Now let's try estimating a model with **all** the predictors embedded:

In [None]:
X_all = df_all.loc[:,'WRF+DOMINO':'total_14000']
X_all_const = sm.add_constant(X_all)
est_all = sm.OLS(Y, X_all_const)
result_all = est_all.fit()
result_all.aic

And now a model that is close to (but not exactly the same as) Novotny's

In [None]:
X_base = df_all[['WRF+DOMINO', 'Impervious_6000', 'Major_800', 'total_100', 'Major_100', 'Major_200', 'Elevation_truncated_km', 'Distance_to_coast_km']]

X_base_const = sm.add_constant(X_base)
est_base = sm.OLS(Y, X_base_const)
results_base = est_base.fit()
results_base.aic

Let's call that the 'base' AIC.  

What if we add a nonlinear predictor?  

One of the things Novotny claims to be missing is traffic volume.  They use road density instead.  

What if we try adding a variable that is people per km of road?

In [None]:
to_add = pd.Series(df_all.loc[:,'Population_800'] / (df_all.loc[:,'total_800']))
X_base_popperroad = X_base.assign(pop_per_road_800 = to_add.values)
X_base_popperroad.loc[np.isnan(X_base_popperroad.loc[:,'pop_per_road_800']),'pop_per_road_800'] = 0
X_base_popperroad.loc[np.isinf(X_base_popperroad.loc[:,'pop_per_road_800']),'pop_per_road_800'] = 0

X_base_popperroad_const = sm.add_constant(X_base_popperroad)
est_base_popperroad = sm.OLS(Y, X_base_popperroad_const)
results_base_popperroad = est_base_popperroad.fit()
results_base_popperroad.aic

They also don't include population in the model.  I tried a few versions of population -- linear to start.  But what about this one:  population^(1/4)

In [None]:
to_add = pd.Series(df_all.loc[:,'Population_800']**(0.25))
X_base_pop4root = X_base.assign(pop_4root = to_add.values)

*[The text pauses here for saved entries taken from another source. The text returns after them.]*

// Name hygiene for inlined bodies
//
//  Copyright (C) 2014-2023 Ryan Specialty, LLC.
//
//  This file is part of WEAVER.
//
//  This program is free software: you can redistribute it and/or modify
//  it under the terms of the GNU General Public License as published by
//  the Free Software Foundation, either version 3 of the License, or
//  (at your option) any later version.
//
//  This program is distributed in the hope that it will be useful,
//  but WITHOUT ANY WARRANTY; without even the implied warranty of
//  MERCHANTABILITY or FITNESS FOR A PARTICULAR PURPOSE.  See the
//  GNU General Public License for more details.
//
//  You should have received a copy of the GNU General Public License
//  along with this program.  If not, see <http://www.gnu.org/licenses/>.

//! Name hygiene for inlined bodies.
//!
//! A body copied into a caller must neither capture nor be captured by the
//!   caller's names.
//! The [`Renamer`] produces such a copy:
//!
//!   - locals, catch variables, and labels declared by the copied body that
//!       collide with a name already used by the caller are renamed to
//!       `name_N`,
//!         choosing the smallest `N` that is free;
//!   - parameters are replaced by the caller's arguments;
//!   - free names that a caller local would shadow are qualified with
//!       `this.` or,
//!         for static members,
//!       with the name of the class;
//!         and
//!   - every expression receives a fresh [`NodeId`],
//!       with the targets of copied links recorded under their new
//!       identities.
//!
//! Scopes are tracked with a stack so that a name maps to its renamed form
//!   only where its declaration is visible.

use super::super::{collect::ClassScope, resolve::Resolution};
use crate::syntax::ast::{
    Arg, Block, Catch, Expr, ExprKind, Ident, NodeIdGen, Stmt,
};
use fxhash::{FxHashMap, FxHashSet};

/// Names declared anywhere within `block`:
///   locals,
///   catch variables,
///   and labels.
pub fn declared_names(block: &Block) -> FxHashSet<String> {
    let mut names = FxHashSet::default();

    for stmt in &block.stmts {
        stmt.walk(&mut |s| match s {
            Stmt::Local { name, .. } | Stmt::Labeled(name, _) => {
                names.insert(name.name.clone());
            }
            Stmt::Try {
                catch:
                    Some(Catch {
                        name: Some(name), ..
                    }),
                ..
            } => {
                names.insert(name.name.clone());
            }
            _ => (),
        });
    }

    names
}

/// Labels declared within `block`.
pub fn labels(block: &Block) -> Vec<String> {
    let mut found = Vec::new();

    for stmt in &block.stmts {
        stmt.walk(&mut |s| {
            if let Stmt::Labeled(name, _) = s {
                found.push(name.name.clone());
            }
        });
    }

    found
}

/// Names referenced by `block` that it does not itself declare,
///   excluding `params`.
pub fn free_names(block: &Block, params: &[String]) -> FxHashSet<String> {
    let declared = declared_names(block);
    let mut free = FxHashSet::default();

    block.walk_exprs(&mut |e| {
        if let ExprKind::Name(name) = &e.kind {
            if !declared.contains(name) && !params.contains(name) {
                free.insert(name.clone());
            }
        }
    });

    free
}

/// A free name of an inlined body that cannot be qualified.
#[derive(Debug, Clone, PartialEq, Eq)]
pub struct Unqualifiable(pub String);

/// Copies a body into a caller's namespace.
pub struct Renamer<'a> {
    used: &'a mut FxHashSet<String>,

    /// Names that must not be chosen when renaming,
    ///   beyond those already used by the caller.
    reserved: FxHashSet<String>,
    params: FxHashMap<String, String>,
    scopes: Vec<FxHashMap<String, String>>,
    labels: FxHashMap<String, String>,
    qualify: FxHashMap<String, ExprKind>,
    ids: &'a mut NodeIdGen,
    res: &'a mut Resolution,
}

impl<'a> Renamer<'a> {
    /// Prepare to copy `body` into a caller whose names are `used`.
    ///
    /// `params` maps each parameter of `body` to the caller's argument.
    /// Fails if a free name of `body` would be shadowed by a caller name
    ///   and is not a member of `scope` through which it could be
    ///   qualified.
    pub fn new(
        body: &Block,
        params: FxHashMap<String, String>,
        scope: &ClassScope,
        used: &'a mut FxHashSet<String>,
        ids: &'a mut NodeIdGen,
        res: &'a mut Resolution,
    ) -> Result<Self, Unqualifiable> {
        let param_names: Vec<String> = params.keys().cloned().collect();
        let free = free_names(body, &param_names);

        let mut qualify = FxHashMap::default();

        for name in &free {
            if !used.contains(name) {
                continue;
            }

            let receiver = match scope.member_is_static(name) {
                Some(true) => ExprKind::Name(scope.name.clone()),
                Some(false) => ExprKind::This,
                None => return Err(Unqualifiable(name.clone())),
            };

            qualify.insert(name.clone(), receiver);
        }

        let mut reserved = declared_names(body);
        reserved.extend(free);

        let mut renamer = Self {
            used,
            reserved,
            params,
            scopes: vec![FxHashMap::default()],
            labels: FxHashMap::default(),
            qualify,
            ids,
            res,
        };

        for label in labels(body) {
            let fresh = renamer.claim(&label);
            renamer.labels.insert(label, fresh);
        }

        Ok(renamer)
    }

    /// Choose a name for a declaration of `name`,
    ///   renaming it if the caller already uses it.
    fn claim(&mut self, name: &str) -> String {
        let chosen = if self.used.contains(name) {
            (1..)
                .map(|n| format!("{name}_{n}"))
                .find(|c| !self.used.contains(c) && !self.reserved.contains(c))
                .unwrap_or_else(|| name.to_string())
        } else {
            name.to_string()
        };

        self.used.insert(chosen.clone());
        chosen
    }

    fn declare(&mut self, ident: &Ident) -> Ident {
        let chosen = self.claim(&ident.name);

        if let Some(scope) = self.scopes.last_mut() {
            scope.insert(ident.name.clone(), chosen.clone());
        }

        Ident::new(chosen, ident.span)
    }

    fn lookup(&self, name: &str) -> Option<&String> {
        self.scopes
            .iter()
            .rev()
            .find_map(|scope| scope.get(name))
            .or_else(|| self.params.get(name))
    }

    fn scoped<T>(&mut self, f: impl FnOnce(&mut Self) -> T) -> T {
        self.scopes.push(FxHashMap::default());
        let ret = f(self);
        self.scopes.pop();
        ret
    }

    /// Copy `block` as a sequence of statements in the current scope.
    pub fn stmts(&mut self, block: &Block) -> Vec<Stmt> {
        block.stmts.iter().map(|s| self.stmt(s)).collect()
    }

    fn block(&mut self, block: &Block) -> Block {
        self.scoped(|r| Block::new(r.stmts(block)))
    }

    fn boxed(&mut self, stmt: &Stmt) -> Box<Stmt> {
        Box::new(self.stmt(stmt))
    }

    fn stmt(&mut self, stmt: &Stmt) -> Stmt {
        match stmt {
            Stmt::Block(block) => Stmt::Block(self.block(block)),
            Stmt::Local { ty, name, init } => {
                // The initializer cannot see the local being declared.
                let init = init.as_ref().map(|e| self.expr(e));

                Stmt::Local {
                    ty: ty.clone(),
                    name: self.declare(name),
                    init,
                }
            }
            Stmt::Expr(e) => Stmt::Expr(self.expr(e)),
            Stmt::Return(e, span) => {
                Stmt::Return(e.as_ref().map(|e| self.expr(e)), *span)
            }
            Stmt::If {
                cond,
                then,
                otherwise,
            } => Stmt::If {
                cond: self.expr(cond),
                then: self.scoped(|r| r.boxed(then)),
                otherwise: otherwise.as_ref().map(|s| self.scoped(|r| r.boxed(s))),
            },
            Stmt::While { cond, body } => Stmt::While {
                cond: self.expr(cond),
                body: self.scoped(|r| r.boxed(body)),
            },
            Stmt::For {
                init,
                cond,
                step,
                body,
            } => self.scoped(|r| Stmt::For {
                init: init.as_ref().map(|s| r.boxed(s)),
                cond: cond.as_ref().map(|e| r.expr(e)),
                step: step.iter().map(|e| r.expr(e)).collect(),
                body: r.scoped(|r| r.boxed(body)),
            }),
            Stmt::Break(span) => Stmt::Break(*span),
            Stmt::Continue(span) => Stmt::Continue(*span),
            Stmt::Goto(label) => Stmt::Goto(self.label(label)),
            Stmt::Labeled(label, stmt) => {
                Stmt::Labeled(self.label(label), self.boxed(stmt))
            }
            Stmt::Throw(e) => Stmt::Throw(self.expr(e)),
            Stmt::Try {
                body,
                catch,
                finally,
            } => Stmt::Try {
                body: self.block(body),
                catch: catch.as_ref().map(|c| {
                    self.scoped(|r| Catch {
                        ty: c.ty.clone(),
                        name: c.name.as_ref().map(|n| r.declare(n)),
                        body: r.block(&c.body),
                    })
                }),
                finally: finally.as_ref().map(|b| self.block(b)),
            },
            Stmt::Empty => Stmt::Empty,
        }
    }

    fn label(&self, label: &Ident) -> Ident {
        match self.labels.get(&label.name) {
            Some(name) => Ident::new(name.clone(), label.span),
            None => label.clone(),
        }
    }

    fn fresh(&mut self, kind: ExprKind, from: &Expr) -> Expr {
        let id = self.ids.fresh();

        if let Some(target) = self.res.get(from.id).copied() {
            self.res.insert(id, target);
        }

        Expr::new(id, kind, from.span)
    }

    fn expr(&mut self, e: &Expr) -> Expr {
        let kind = match &e.kind {
            ExprKind::Name(name) => {
                if let Some(renamed) = self.lookup(name) {
                    ExprKind::Name(renamed.clone())
                } else if let Some(receiver) = self.qualify.get(name).cloned() {
                    let recv = self.fresh(receiver, e);
                    ExprKind::Member(Box::new(recv), Ident::new(name.clone(), e.span))
                } else {
                    ExprKind::Name(name.clone())
                }
            }
            ExprKind::Member(target, name) => {
                ExprKind::Member(Box::new(self.expr(target)), name.clone())
            }
            ExprKind::Call(callee, args) => ExprKind::Call(
                Box::new(self.expr(callee)),
                args.iter()
                    .map(|arg| Arg {
                        mode: arg.mode,
                        expr: self.expr(&arg.expr),
                    })
                    .collect(),
            ),
            ExprKind::Unary(op, x) => ExprKind::Unary(*op, Box::new(self.expr(x))),
            ExprKind::Binary(op, l, r) => {
                ExprKind::Binary(*op, Box::new(self.expr(l)), Box::new(self.expr(r)))
            }
            ExprKind::Assign(op, l, r) => {
                ExprKind::Assign(*op, Box::new(self.expr(l)), Box::new(self.expr(r)))
            }
            ExprKind::Cast(ty, x) => ExprKind::Cast(ty.clone(), Box::new(self.expr(x))),
            kind @ (ExprKind::Int(_)
            | ExprKind::Str(_)
            | ExprKind::Bool(_)
            | ExprKind::Null
            | ExprKind::This
            | ExprKind::Base
            | ExprKind::Link(_)) => kind.clone(),
        };

        self.fresh(kind, e)
    }
}
impl<'a> P<'a> {
    fn attr_body(&self, f: &mut Formatter<'_>, attr: &Attribute) -> fmt::Result {
        write!(f, "{}", attr.name)?;

        if !attr.args.is_empty() {
            write!(f, "(")?;
            self.comma_exprs(f, attr.args.iter())?;
            write!(f, ")")?;
        }

        Ok(())
    }

    fn attrs(
        &self,
        f: &mut Formatter<'_>,
        attrs: &[Attribute],
        depth: usize,
    ) -> fmt::Result {
        for attr in attrs {
            indent(f, depth)?;
            write!(f, "[")?;
            self.attr_body(f, attr)?;
            write!(f, "]\n")?;
        }

        Ok(())
    }

    fn modifiers(&self, f: &mut Formatter<'_>, mods: &Modifiers) -> fmt::Result {
        mods.0.iter().try_for_each(|m| write!(f, "{m} "))
    }

    fn class(&self, f: &mut Formatter<'_>, class: &ClassDecl) -> fmt::Result {
        self.attrs(f, &class.attrs, 0)?;
        self.modifiers(f, &class.modifiers)?;
        write!(f, "class {}", class.name)?;

        if let Some(base) = &class.base {
            write!(f, " : {base}")?;
        }

        write!(f, "\n{{\n")?;

        for (i, member) in class.members.iter().enumerate() {
            if i > 0 {
                write!(f, "\n")?;
            }
            self.member(f, member, 1)?;
        }

        write!(f, "}}\n")
    }

    fn header(
        &self,
        f: &mut Formatter<'_>,
        header: &MemberHeader,
        event: bool,
        depth: usize,
    ) -> fmt::Result {
        self.attrs(f, &header.attrs, depth)?;
        indent(f, depth)?;
        self.modifiers(f, &header.modifiers)?;

        if event {
            write!(f, "event ")?;
        }

        write!(f, "{} {}", header.ty, header.name)
    }

    fn member(
        &self,
        f: &mut Formatter<'_>,
        member: &Member,
        depth: usize,
    ) -> fmt::Result {
        match member {
            Member::Field(field) => {
                self.header(f, &field.header, false, depth)?;

                if let Some(init) = &field.init {
                    write!(f, " = ")?;
                    self.expr(f, init, PREC_ASSIGN)?;
                }

                write!(f, ";\n")
            }

            Member::Method(method) => {
                self.header(f, &method.header, false, depth)?;
                write!(f, "(")?;

                for (i, param) in method.params.iter().enumerate() {
                    if i > 0 {
                        write!(f, ", ")?;
                    }
                    if let Some(kw) = param.mode.keyword() {
                        write!(f, "{kw} ")?;
                    }
                    write!(f, "{} {}", param.ty, param.name)?;
                }

                write!(f, ")\n")?;
                self.block(f, &method.body, depth)
            }

            Member::Property(prop) => {
                self.header(f, &prop.header, false, depth)?;
                self.accessors(f, &prop.accessors, depth)
            }

            Member::Event(event) => {
                self.header(f, &event.header, true, depth)?;
                self.accessors(f, &event.accessors, depth)
            }
        }
    }

    fn accessors(
        &self,
        f: &mut Formatter<'_>,
        accessors: &[Accessor],
        depth: usize,
    ) -> fmt::Result {
        write!(f, "\n")?;
        indent(f, depth)?;
        write!(f, "{{\n")?;

        for acc in accessors {
            indent(f, depth + 1)?;
            write!(f, "{}\n", acc.kind)?;
            self.block(f, &acc.body, depth + 1)?;
        }

        indent(f, depth)?;
        write!(f, "}}\n")
    }

    fn block(&self, f: &mut Formatter<'_>, block: &Block, depth: usize) -> fmt::Result {
        indent(f, depth)?;
        write!(f, "{{\n")?;

        for stmt in &block.stmts {
            self.stmt(f, stmt, depth + 1)?;
        }

        indent(f, depth)?;
        write!(f, "}}\n")
    }

    /// A statement nested beneath `if`, `while` or `for`.
    ///
    /// Blocks stay at the depth of their owner;
    ///   anything else is indented one level.
    fn nested(&self, f: &mut Formatter<'_>, stmt: &Stmt, depth: usize) -> fmt::Result {
        match stmt {
            Stmt::Block(block) => self.block(f, block, depth),
            _ => self.stmt(f, stmt, depth + 1),
        }
    }

    /// A local declaration without indentation or terminator.
    fn local(
        &self,
        f: &mut Formatter<'_>,
        ty: &Option<TypeName>,
        name: &Ident,
        init: &Option<Expr>,
    ) -> fmt::Result {
        match ty {
            Some(ty) => write!(f, "{ty} {name}")?,
            None => write!(f, "var {name}")?,
        }

        if let Some(init) = init {
            write!(f, " = ")?;
            self.expr(f, init, PREC_ASSIGN)?;
        }

        Ok(())
    }

    fn stmt(&self, f: &mut Formatter<'_>, stmt: &Stmt, depth: usize) -> fmt::Result {
        match stmt {
            Stmt::Block(block) => return self.block(f, block, depth),
            Stmt::Labeled(label, inner) => {
                indent(f, depth)?;
                write!(f, "{label}:\n")?;
                return self.stmt(f, inner, depth);
            }
            _ => indent(f, depth)?,
        }

        match stmt {
            Stmt::Block(_) | Stmt::Labeled(..) => Ok(()),

            Stmt::Local { ty, name, init } => {
                self.local(f, ty, name, init)?;
                write!(f, ";\n")
            }

            Stmt::Expr(expr) => {
                self.expr(f, expr, PREC_ASSIGN)?;
                write!(f, ";\n")
            }

            Stmt::Return(None, _) => write!(f, "return;\n"),
            Stmt::Return(Some(value), _) => {
                write!(f, "return ")?;
                self.expr(f, value, PREC_ASSIGN)?;
                write!(f, ";\n")
            }

            Stmt::If {
                cond,
                then,
                otherwise,
            } => {
                write!(f, "if (")?;
                self.expr(f, cond, PREC_ASSIGN)?;
                write!(f, ")\n")?;

                match (&**then, otherwise) {
                    // Keep a trailing `else` from binding to a nested `if`.
                    (Stmt::If { otherwise: None, .. }, Some(_)) => self.block(
                        f,
                        &Block::new(vec![(**then).clone()]),
                        depth,
                    )?,
                    _ => self.nested(f, then, depth)?,
                }

                if let Some(otherwise) = otherwise {
                    indent(f, depth)?;
                    write!(f, "else\n")?;
                    self.nested(f, otherwise, depth)?;
                }

                Ok(())
            }

            Stmt::While { cond, body } => {
                write!(f, "while (")?;
                self.expr(f, cond, PREC_ASSIGN)?;
                write!(f, ")\n")?;
                self.nested(f, body, depth)
            }

            Stmt::For {
                init,
                cond,
                step,
                body,
            } => {
                write!(f, "for (")?;

                match init.as_deref() {
                    Some(Stmt::Local { ty, name, init }) => {
                        self.local(f, ty, name, init)?
                    }
                    Some(Stmt::Expr(expr)) => self.expr(f, expr, PREC_ASSIGN)?,
                    _ => (),
                }

                write!(f, ";")?;

                if let Some(cond) = cond {
                    write!(f, " ")?;
                    self.expr(f, cond, PREC_ASSIGN)?;
                }

                write!(f, ";")?;

                if !step.is_empty() {
                    write!(f, " ")?;
                    self.comma_exprs(f, step.iter())?;
                }

                write!(f, ")\n")?;
                self.nested(f, body, depth)
            }

            Stmt::Break(_) => write!(f, "break;\n"),
            Stmt::Continue(_) => write!(f, "continue;\n"),
            Stmt::Goto(label) => write!(f, "goto {label};\n"),

            Stmt::Throw(value) => {
                write!(f, "throw ")?;
                self.expr(f, value, PREC_ASSIGN)?;
                write!(f, ";\n")
            }

            Stmt::Try {
                body,
                catch,
                finally,
            } => {
                write!(f, "try\n")?;
                self.block(f, body, depth)?;

                if let Some(catch) = catch {
                    indent(f, depth)?;
                    write!(f, "catch")?;

                    match (&catch.ty, &catch.name) {
                        (Some(ty), Some(name)) => write!(f, " ({ty} {name})")?,
                        (Some(ty), None) => write!(f, " ({ty})")?,
                        _ => (),
                    }

                    write!(f, "\n")?;
                    self.block(f, &catch.body, depth)?;
                }

                if let Some(finally) = finally {
                    indent(f, depth)?;
                    write!(f, "finally\n")?;
                    self.block(f, finally, depth)?;
                }

                Ok(())
            }

            Stmt::Empty => write!(f, ";\n"),
        }
    }

    fn comma_exprs<'e>(
        &self,
        f: &mut Formatter<'_>,
        exprs: impl Iterator<Item = &'e Expr>,
    ) -> fmt::Result {
        for (i, expr) in exprs.enumerate() {
            if i > 0 {
                write!(f, ", ")?;
            }
            self.expr(f, expr, PREC_ASSIGN)?;
        }

        Ok(())
    }

    /// Render `expr`,
    ///   parenthesized if it binds more loosely than `min`.
    fn expr(&self, f: &mut Formatter<'_>, expr: &Expr, min: u8) -> fmt::Result {
        let parens = prec(expr) < min;

        if parens {
            write!(f, "(")?;
        }

        match &expr.kind {
            ExprKind::Int(n) => write!(f, "{n}")?,
            ExprKind::Str(s) => write_str_lit(f, s)?,
            ExprKind::Bool(b) => write!(f, "{b}")?,
            ExprKind::Null => write!(f, "null")?,
            ExprKind::Name(name) => write!(f, "{name}")?,
            ExprKind::This => write!(f, "this")?,
            ExprKind::Base => write!(f, "base")?,

            ExprKind::Member(target, name) => {
                self.expr(f, target, PREC_POSTFIX)?;
                write!(f, ".{name}")?;
            }

            ExprKind::Call(callee, args) => {
                self.expr(f, callee, PREC_POSTFIX)?;
                write!(f, "(")?;

                for (i, arg) in args.iter().enumerate() {
                    if i > 0 {
                        write!(f, ", ")?;
                    }
                    if let Some(kw) = arg.mode.keyword() {
                        write!(f, "{kw} ")?;
                    }
                    self.expr(f, &arg.expr, PREC_ASSIGN)?;
                }

                write!(f, ")")?;
            }

            ExprKind::Unary(op, operand) => {
                write!(
                    f,
                    "{}",
                    match op {
                        UnaryOp::Not => "!",
                        UnaryOp::Neg => "-",
                    }
                )?;
                self.unary_operand(f, operand)?;
            }

            ExprKind::Cast(ty, operand) => {
                write!(f, "({ty})")?;
                self.unary_operand(f, operand)?;
            }

            ExprKind::Binary(op, lhs, rhs) => {
                let p = op.precedence();
                self.expr(f, lhs, p)?;
                write!(f, " {} ", op.symbol())?;
                self.expr(f, rhs, p + 1)?;
            }

            ExprKind::Assign(op, target, value) => {
                self.expr(f, target, PREC_ASSIGN + 1)?;
                write!(f, " {} ", op.symbol())?;
                self.expr(f, value, PREC_ASSIGN)?;
            }

            ExprKind::Link(selector) => match self.links.get(expr.id) {
                Some(marker) => {
                    write!(f, "link({selector}, {}", marker.kind)?;
                    if let Some(hint) = marker.hint.keyword() {
                        write!(f, ", {hint}")?;
                    }
                    write!(f, ")")?;
                }
                None => write!(f, "{selector}")?,
            },
        }

        if parens {
            write!(f, ")")?;
        }

        Ok(())
    }

    /// Operand of a prefix operator or cast.
    ///
    /// A negated operand is parenthesized so that `- -x` does not print
    ///   as a decrement and `(T)-x` is not read back as a subtraction.
    fn unary_operand(&self, f: &mut Formatter<'_>, operand: &Expr) -> fmt::Result {
        match operand.kind {
            ExprKind::Unary(UnaryOp::Neg, _) => self.expr(f, operand, PREC_POSTFIX),
            _ => self.expr(f, operand, PREC_UNARY),
        }
    }
}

X_base_pop4root_const = sm.add_constant(X_base_pop4root)
est_base_pop4root = sm.OLS(Y, X_base_pop4root_const)
results_base_pop4root = est_base_pop4root.fit()
results_base_pop4root.aic

And now how about taking the log?

In [None]:
m = df_all.loc[:,'Population_800']
to_add = pd.Series( np.where( m > 0, np.log(m), 0))

X_base_poplog = X_base.assign(pop_log = to_add.values)

X_base_poplog_const = sm.add_constant(X_base_poplog)
est_base_poplog = sm.OLS(Y, X_base_poplog_const)
results_base_poplog = est_base_poplog.fit()
results_base_poplog.aic